What is needed: Reproduce the listing exactly, please, with every line intact.
§
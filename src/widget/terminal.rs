// src/widget/terminal.rs
use std::{cell::RefCell, io::Write, rc::Rc};

use async_trait::async_trait;
use tokio::io::{AsyncBufReadExt, AsyncRead, BufReader, Lines};
use tracing::{debug, warn};

use super::{Activation, ActivationSource, DispatchControl, DisplaySurface, TextInput};
use crate::message::{Message, Sender};

/// Prints every message as `<label>: <text>` and keeps a copy of the log.
pub struct TerminalSurface<W: Write> {
    out: W,
    history: Vec<Message>,
}

impl<W: Write> TerminalSurface<W> {
    pub fn new(out: W) -> Self {
        Self { out, history: Vec::new() }
    }

    pub fn history(&self) -> &[Message] {
        &self.history
    }

    pub fn into_inner(self) -> W {
        self.out
    }
}

fn label(sender: Sender) -> &'static str {
    match sender {
        Sender::User => "tú",
        Sender::Bot => "bot",
    }
}

impl<W: Write> DisplaySurface for TerminalSurface<W> {
    fn append(&mut self, message: &Message) {
        if let Err(e) = writeln!(self.out, "{}: {}", label(message.sender()), message.text()) {
            warn!(error = %e, "failed to write message to terminal");
        }
        self.history.push(message.clone());
    }

    fn scroll_to_latest(&mut self) {
        if let Err(e) = self.out.flush() {
            warn!(error = %e, "failed to flush terminal");
        }
    }
}

/// Input shared between the widget and the line reader feeding it.
#[derive(Clone, Debug, Default)]
pub struct LineBuffer(Rc<RefCell<String>>);

impl LineBuffer {
    pub fn set(&self, text: impl Into<String>) {
        *self.0.borrow_mut() = text.into();
    }
}

impl TextInput for LineBuffer {
    fn value(&self) -> String {
        self.0.borrow().clone()
    }

    fn clear(&mut self) {
        self.0.borrow_mut().clear();
    }
}

#[derive(Debug)]
pub struct TerminalDispatch {
    enabled: bool,
}

impl Default for TerminalDispatch {
    fn default() -> Self {
        Self { enabled: true }
    }
}

impl DispatchControl for TerminalDispatch {
    fn set_enabled(&mut self, enabled: bool) {
        debug!(enabled, "dispatch toggled");
        self.enabled = enabled;
    }

    fn is_enabled(&self) -> bool {
        self.enabled
    }
}

/// Turns each input line into an Enter press on the shared [`LineBuffer`].
pub struct LineActivations<R> {
    lines: Lines<BufReader<R>>,
    buffer: LineBuffer,
}

impl<R: AsyncRead + Unpin> LineActivations<R> {
    pub fn new(reader: R, buffer: LineBuffer) -> Self {
        Self { lines: BufReader::new(reader).lines(), buffer }
    }
}

#[async_trait(?Send)]
impl<R: AsyncRead + Unpin> ActivationSource for LineActivations<R> {
    async fn next_activation(&mut self) -> Option<Activation> {
        match self.lines.next_line().await {
            Ok(Some(line)) => {
                self.buffer.set(line);
                Some(Activation::enter())
            }
            Ok(None) => None,
            Err(e) => {
                warn!(error = %e, "failed to read input");
                None
            }
        }
    }
}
§
Result of the exercise:
filename src/widget/terminal.rs
// src/widget/terminal.rs
use std::{cell::RefCell, io::Write, rc::Rc};

use async_trait::async_trait;
use tokio::io::{AsyncBufReadExt, AsyncRead, BufReader, Lines};
use tracing::{debug, warn};

use super::{Activation, ActivationSource, DispatchControl, DisplaySurface, TextInput};
use crate::message::{Message, Sender};

/// Prints every message as `<label>: <text>` and keeps a copy of the log.
pub struct TerminalSurface<W: Write> {
    out: W,
    history: Vec<Message>,
}

impl<W: Write> TerminalSurface<W> {
    pub fn new(out: W) -> Self {
        Self { out, history: Vec::new() }
    }

    pub fn history(&self) -> &[Message] {
        &self.history
    }

    pub fn into_inner(self) -> W {
        self.out
    }
}

fn label(sender: Sender) -> &'static str {
    match sender {
        Sender::User => "tú",
        Sender::Bot => "bot",
    }
}

impl<W: Write> DisplaySurface for TerminalSurface<W> {
    fn append(&mut self, message: &Message) {
        if let Err(e) = writeln!(self.out, "{}: {}", label(message.sender()), message.text()) {
            warn!(error = %e, "failed to write message to terminal");
        }
        self.history.push(message.clone());
    }

    fn scroll_to_latest(&mut self) {
        if let Err(e) = self.out.flush() {
            warn!(error = %e, "failed to flush terminal");
        }
    }
}

/// Input shared between the widget and the line reader feeding it.
#[derive(Clone, Debug, Default)]
pub struct LineBuffer(Rc<RefCell<String>>);

impl LineBuffer {
    pub fn set(&self, text: impl Into<String>) {
        *self.0.borrow_mut() = text.into();
    }
}

impl TextInput for LineBuffer {
    fn value(&self) -> String {
        self.0.borrow().clone()
    }

    fn clear(&mut self) {
        self.0.borrow_mut().clear();
    }
}

#[derive(Debug)]
pub struct TerminalDispatch {
    enabled: bool,
}

impl Default for TerminalDispatch {
    fn default() -> Self {
        Self { enabled: true }
    }
}

impl DispatchControl for TerminalDispatch {
    fn set_enabled(&mut self, enabled: bool) {
        debug!(enabled, "dispatch toggled");
        self.enabled = enabled;
    }

    fn is_enabled(&self) -> bool {
        self.enabled
    }
}

/// Turns each input line into an Enter press on the shared [`LineBuffer`].
pub struct LineActivations<R> {
    lines: Lines<BufReader<R>>,
    buffer: LineBuffer,
}

impl<R: AsyncRead + Unpin> LineActivations<R> {
    pub fn new(reader: R, buffer: LineBuffer) -> Self {
        Self { lines: BufReader::new(reader).lines(), buffer }
    }
}

#[async_trait(?Send)]
impl<R: AsyncRead + Unpin> ActivationSource for LineActivations<R> {
    async fn next_activation(&mut self) -> Option<Activation> {
        match self.lines.next_line().await {
            Ok(Some(line)) => {
                self.buffer.set(line);
                Some(Activation::enter())
            }
            Ok(None) => None,
            Err(e) => {
                warn!(error = %e, "failed to read input");
                None
            }
        }
    }
}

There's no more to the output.